Dataset entries:
/---

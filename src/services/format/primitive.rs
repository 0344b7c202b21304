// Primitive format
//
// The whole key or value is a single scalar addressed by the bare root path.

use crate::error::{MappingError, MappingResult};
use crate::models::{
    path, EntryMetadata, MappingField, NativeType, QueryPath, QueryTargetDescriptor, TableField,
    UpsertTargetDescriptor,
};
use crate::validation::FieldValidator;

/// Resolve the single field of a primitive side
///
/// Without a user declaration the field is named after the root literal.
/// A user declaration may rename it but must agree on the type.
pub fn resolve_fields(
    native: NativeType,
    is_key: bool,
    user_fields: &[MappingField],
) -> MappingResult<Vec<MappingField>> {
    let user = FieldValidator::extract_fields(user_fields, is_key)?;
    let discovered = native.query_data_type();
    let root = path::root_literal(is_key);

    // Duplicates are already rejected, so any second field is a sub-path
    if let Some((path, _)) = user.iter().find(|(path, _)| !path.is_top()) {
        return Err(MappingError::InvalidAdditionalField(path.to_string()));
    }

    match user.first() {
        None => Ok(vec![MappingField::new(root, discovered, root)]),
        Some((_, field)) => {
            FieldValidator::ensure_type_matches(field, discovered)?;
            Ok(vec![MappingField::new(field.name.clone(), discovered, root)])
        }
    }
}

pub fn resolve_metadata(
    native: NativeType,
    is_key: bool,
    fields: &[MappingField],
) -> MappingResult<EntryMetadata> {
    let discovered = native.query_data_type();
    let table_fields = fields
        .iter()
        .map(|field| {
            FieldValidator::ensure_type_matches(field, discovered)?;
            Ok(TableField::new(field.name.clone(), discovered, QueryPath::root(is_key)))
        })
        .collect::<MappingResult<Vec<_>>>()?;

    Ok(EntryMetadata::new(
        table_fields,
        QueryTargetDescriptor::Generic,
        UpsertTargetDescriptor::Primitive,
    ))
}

\---
/---

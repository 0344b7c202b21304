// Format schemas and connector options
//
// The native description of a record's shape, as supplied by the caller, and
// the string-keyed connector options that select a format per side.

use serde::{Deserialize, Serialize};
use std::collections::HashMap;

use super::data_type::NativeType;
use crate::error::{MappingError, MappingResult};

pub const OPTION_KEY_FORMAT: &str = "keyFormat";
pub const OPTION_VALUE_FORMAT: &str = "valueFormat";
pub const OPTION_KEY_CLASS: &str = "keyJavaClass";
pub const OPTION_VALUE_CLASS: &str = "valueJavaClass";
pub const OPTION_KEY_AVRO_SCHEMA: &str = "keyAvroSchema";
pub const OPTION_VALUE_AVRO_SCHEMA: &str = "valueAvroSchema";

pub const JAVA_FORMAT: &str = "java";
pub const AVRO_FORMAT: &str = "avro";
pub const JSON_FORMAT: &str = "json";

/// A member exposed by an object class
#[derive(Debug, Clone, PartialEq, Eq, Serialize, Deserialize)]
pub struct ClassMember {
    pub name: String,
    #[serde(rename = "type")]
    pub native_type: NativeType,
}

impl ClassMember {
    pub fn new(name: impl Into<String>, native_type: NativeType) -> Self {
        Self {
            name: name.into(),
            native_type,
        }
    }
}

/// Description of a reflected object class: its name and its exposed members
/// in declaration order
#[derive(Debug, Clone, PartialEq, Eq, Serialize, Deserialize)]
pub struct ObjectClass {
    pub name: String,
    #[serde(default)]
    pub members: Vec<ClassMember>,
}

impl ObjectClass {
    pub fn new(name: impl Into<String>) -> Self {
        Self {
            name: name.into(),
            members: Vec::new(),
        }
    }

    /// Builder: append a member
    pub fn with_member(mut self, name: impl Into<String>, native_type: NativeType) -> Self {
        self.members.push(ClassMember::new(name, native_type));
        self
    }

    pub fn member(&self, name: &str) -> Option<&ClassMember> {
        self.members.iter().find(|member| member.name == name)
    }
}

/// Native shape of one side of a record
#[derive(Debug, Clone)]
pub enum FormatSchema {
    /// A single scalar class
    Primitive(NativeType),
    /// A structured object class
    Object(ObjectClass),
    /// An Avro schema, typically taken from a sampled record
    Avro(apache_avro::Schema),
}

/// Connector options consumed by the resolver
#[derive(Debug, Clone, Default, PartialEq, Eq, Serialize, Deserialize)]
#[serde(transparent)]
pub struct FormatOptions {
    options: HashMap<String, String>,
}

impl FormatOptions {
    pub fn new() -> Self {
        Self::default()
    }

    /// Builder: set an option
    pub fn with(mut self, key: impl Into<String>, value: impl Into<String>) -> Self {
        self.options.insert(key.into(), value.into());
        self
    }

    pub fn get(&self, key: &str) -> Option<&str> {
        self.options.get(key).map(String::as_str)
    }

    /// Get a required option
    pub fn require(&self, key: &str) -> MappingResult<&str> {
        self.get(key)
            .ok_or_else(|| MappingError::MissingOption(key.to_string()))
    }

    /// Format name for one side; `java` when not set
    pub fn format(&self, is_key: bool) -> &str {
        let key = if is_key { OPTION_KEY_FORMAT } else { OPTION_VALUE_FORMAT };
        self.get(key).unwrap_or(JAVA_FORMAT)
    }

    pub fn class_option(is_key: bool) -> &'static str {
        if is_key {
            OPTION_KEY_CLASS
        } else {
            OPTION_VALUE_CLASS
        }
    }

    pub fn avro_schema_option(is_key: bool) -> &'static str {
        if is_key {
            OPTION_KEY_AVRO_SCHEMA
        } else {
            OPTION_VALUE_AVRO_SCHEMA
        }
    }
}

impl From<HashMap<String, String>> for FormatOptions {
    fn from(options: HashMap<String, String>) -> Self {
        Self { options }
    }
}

\---
/---

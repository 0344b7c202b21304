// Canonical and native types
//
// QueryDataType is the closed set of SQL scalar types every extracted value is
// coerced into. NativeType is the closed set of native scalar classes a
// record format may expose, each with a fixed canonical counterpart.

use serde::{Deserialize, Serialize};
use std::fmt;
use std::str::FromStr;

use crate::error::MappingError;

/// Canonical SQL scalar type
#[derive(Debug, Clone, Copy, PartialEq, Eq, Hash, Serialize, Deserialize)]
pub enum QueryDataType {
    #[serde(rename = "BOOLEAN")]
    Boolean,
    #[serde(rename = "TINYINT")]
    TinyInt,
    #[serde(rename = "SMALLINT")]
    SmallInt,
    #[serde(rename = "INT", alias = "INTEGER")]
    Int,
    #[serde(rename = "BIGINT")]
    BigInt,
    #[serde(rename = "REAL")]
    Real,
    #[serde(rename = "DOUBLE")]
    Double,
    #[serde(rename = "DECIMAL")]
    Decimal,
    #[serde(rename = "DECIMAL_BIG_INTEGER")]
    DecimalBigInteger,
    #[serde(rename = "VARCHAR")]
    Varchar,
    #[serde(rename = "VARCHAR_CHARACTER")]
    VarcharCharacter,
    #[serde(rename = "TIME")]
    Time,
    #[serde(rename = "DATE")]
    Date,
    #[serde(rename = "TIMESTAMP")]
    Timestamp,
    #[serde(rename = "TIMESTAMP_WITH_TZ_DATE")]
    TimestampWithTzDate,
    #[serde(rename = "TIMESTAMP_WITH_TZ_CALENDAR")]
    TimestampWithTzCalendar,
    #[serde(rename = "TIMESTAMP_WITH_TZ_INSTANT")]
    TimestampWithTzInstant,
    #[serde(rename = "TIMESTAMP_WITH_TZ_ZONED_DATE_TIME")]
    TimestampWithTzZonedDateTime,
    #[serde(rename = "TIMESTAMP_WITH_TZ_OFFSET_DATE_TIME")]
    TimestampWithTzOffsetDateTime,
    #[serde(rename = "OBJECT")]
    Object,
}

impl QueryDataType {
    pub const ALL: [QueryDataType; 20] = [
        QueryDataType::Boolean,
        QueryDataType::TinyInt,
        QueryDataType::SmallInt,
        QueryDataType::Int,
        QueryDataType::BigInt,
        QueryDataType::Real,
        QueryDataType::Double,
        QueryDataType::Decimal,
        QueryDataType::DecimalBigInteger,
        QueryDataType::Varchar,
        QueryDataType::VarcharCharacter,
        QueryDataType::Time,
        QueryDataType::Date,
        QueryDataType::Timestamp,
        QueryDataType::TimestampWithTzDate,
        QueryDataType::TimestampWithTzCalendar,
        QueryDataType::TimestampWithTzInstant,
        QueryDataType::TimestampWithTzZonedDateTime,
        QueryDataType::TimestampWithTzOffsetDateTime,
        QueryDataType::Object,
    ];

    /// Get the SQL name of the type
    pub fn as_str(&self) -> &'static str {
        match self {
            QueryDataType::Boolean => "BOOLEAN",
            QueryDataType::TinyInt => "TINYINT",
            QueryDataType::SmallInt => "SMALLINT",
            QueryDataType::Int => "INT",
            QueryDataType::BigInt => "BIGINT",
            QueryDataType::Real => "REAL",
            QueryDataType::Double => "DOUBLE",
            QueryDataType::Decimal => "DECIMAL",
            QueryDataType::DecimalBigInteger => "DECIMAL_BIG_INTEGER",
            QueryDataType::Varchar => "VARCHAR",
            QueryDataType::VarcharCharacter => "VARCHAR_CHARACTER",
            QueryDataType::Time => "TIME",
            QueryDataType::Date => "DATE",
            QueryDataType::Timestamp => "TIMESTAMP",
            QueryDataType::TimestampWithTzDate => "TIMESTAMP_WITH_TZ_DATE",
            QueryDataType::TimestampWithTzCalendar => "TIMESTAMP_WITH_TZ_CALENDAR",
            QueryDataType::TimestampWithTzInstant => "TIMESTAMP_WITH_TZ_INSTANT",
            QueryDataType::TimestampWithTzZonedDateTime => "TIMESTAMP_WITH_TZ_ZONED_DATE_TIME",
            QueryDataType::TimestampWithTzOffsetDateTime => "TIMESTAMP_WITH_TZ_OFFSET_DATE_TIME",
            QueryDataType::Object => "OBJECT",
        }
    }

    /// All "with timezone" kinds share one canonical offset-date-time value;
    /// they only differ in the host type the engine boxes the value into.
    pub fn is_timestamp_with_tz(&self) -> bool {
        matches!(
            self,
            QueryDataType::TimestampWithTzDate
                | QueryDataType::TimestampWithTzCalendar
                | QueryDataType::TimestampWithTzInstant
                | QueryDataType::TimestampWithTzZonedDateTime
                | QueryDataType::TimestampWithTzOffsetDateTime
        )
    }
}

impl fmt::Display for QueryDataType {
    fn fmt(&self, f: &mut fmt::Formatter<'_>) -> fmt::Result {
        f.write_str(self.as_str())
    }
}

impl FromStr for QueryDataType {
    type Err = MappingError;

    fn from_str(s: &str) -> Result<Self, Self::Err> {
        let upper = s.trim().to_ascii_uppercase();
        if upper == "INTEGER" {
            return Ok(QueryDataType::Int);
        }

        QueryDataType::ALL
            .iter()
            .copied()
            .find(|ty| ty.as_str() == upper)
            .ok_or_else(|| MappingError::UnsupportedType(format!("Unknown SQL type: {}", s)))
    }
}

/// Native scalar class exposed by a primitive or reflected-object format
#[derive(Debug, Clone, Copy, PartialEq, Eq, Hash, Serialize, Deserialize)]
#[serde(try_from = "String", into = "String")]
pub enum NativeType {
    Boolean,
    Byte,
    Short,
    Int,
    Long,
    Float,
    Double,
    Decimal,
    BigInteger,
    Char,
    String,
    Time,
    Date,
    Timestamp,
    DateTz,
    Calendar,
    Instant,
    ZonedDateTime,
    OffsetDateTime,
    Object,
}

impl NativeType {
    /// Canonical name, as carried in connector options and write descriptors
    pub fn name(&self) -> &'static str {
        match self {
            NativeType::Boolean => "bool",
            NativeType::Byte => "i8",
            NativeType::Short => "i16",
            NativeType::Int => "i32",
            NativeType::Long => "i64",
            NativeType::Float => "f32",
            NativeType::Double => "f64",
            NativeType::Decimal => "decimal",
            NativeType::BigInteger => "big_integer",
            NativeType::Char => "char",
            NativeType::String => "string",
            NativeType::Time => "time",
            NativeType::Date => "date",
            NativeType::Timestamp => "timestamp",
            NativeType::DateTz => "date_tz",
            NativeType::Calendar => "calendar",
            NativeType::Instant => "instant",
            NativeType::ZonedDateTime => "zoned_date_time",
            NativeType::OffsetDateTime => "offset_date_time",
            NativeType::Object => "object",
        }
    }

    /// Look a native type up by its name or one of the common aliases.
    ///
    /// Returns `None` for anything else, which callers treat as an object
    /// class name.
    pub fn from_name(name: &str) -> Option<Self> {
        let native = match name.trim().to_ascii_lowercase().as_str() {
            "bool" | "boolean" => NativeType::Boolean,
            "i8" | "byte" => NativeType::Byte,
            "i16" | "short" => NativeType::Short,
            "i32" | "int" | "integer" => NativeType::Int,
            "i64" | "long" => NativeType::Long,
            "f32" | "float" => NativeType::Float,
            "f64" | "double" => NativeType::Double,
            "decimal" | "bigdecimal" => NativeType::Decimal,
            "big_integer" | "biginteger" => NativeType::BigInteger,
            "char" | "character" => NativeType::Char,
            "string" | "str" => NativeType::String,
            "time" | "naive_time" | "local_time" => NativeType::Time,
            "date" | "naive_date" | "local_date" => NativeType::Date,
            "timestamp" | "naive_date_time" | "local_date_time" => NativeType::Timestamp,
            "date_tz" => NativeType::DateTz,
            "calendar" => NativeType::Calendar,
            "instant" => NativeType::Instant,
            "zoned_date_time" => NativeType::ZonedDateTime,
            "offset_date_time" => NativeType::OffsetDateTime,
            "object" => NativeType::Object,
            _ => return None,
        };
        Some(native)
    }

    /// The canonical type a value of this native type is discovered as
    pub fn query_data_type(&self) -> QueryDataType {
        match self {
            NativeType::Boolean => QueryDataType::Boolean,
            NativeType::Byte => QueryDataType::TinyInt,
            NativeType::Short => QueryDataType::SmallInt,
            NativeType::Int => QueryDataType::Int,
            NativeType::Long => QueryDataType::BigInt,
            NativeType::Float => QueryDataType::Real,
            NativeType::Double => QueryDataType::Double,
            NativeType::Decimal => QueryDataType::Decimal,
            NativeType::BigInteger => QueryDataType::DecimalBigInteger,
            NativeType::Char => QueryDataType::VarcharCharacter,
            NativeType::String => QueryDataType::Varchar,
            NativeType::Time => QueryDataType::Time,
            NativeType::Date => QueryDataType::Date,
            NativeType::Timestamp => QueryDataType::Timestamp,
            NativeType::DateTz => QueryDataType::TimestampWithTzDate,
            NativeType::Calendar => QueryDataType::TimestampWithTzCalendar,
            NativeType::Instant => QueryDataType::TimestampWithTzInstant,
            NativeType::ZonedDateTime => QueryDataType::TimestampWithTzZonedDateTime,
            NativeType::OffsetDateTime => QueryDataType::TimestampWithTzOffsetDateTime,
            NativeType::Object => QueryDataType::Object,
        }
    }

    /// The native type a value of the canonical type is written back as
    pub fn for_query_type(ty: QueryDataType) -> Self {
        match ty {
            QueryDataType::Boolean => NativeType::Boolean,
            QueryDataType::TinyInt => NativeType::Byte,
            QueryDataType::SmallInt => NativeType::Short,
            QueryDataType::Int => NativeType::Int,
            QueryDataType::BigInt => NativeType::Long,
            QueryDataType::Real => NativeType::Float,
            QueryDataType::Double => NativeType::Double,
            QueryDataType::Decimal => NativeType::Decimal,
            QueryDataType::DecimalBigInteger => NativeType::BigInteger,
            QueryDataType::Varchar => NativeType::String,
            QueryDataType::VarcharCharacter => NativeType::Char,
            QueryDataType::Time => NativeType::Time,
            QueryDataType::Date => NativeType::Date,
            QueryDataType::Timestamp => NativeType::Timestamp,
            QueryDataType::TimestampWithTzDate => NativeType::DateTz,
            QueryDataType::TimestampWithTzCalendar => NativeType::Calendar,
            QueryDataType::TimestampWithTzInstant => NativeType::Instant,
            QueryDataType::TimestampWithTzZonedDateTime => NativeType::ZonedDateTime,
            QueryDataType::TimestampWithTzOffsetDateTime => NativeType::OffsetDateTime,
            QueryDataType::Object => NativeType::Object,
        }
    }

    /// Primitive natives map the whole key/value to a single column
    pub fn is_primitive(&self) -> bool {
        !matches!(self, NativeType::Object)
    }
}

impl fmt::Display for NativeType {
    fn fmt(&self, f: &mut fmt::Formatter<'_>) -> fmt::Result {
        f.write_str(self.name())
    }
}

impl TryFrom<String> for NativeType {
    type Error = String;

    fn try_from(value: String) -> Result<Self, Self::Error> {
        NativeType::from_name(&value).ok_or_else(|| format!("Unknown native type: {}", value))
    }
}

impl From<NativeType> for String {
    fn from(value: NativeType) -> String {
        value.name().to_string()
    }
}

\---

Read the entries and select each line where the word "MappingResult" is found.

> Answer for the task
use crate::error::{MappingError, MappingResult};
) -> MappingResult<Vec<MappingField>> {
) -> MappingResult<EntryMetadata> {
        .collect::<MappingResult<Vec<_>>>()?;
use crate::error::{MappingError, MappingResult};
    pub fn require(&self, key: &str) -> MappingResult<&str> {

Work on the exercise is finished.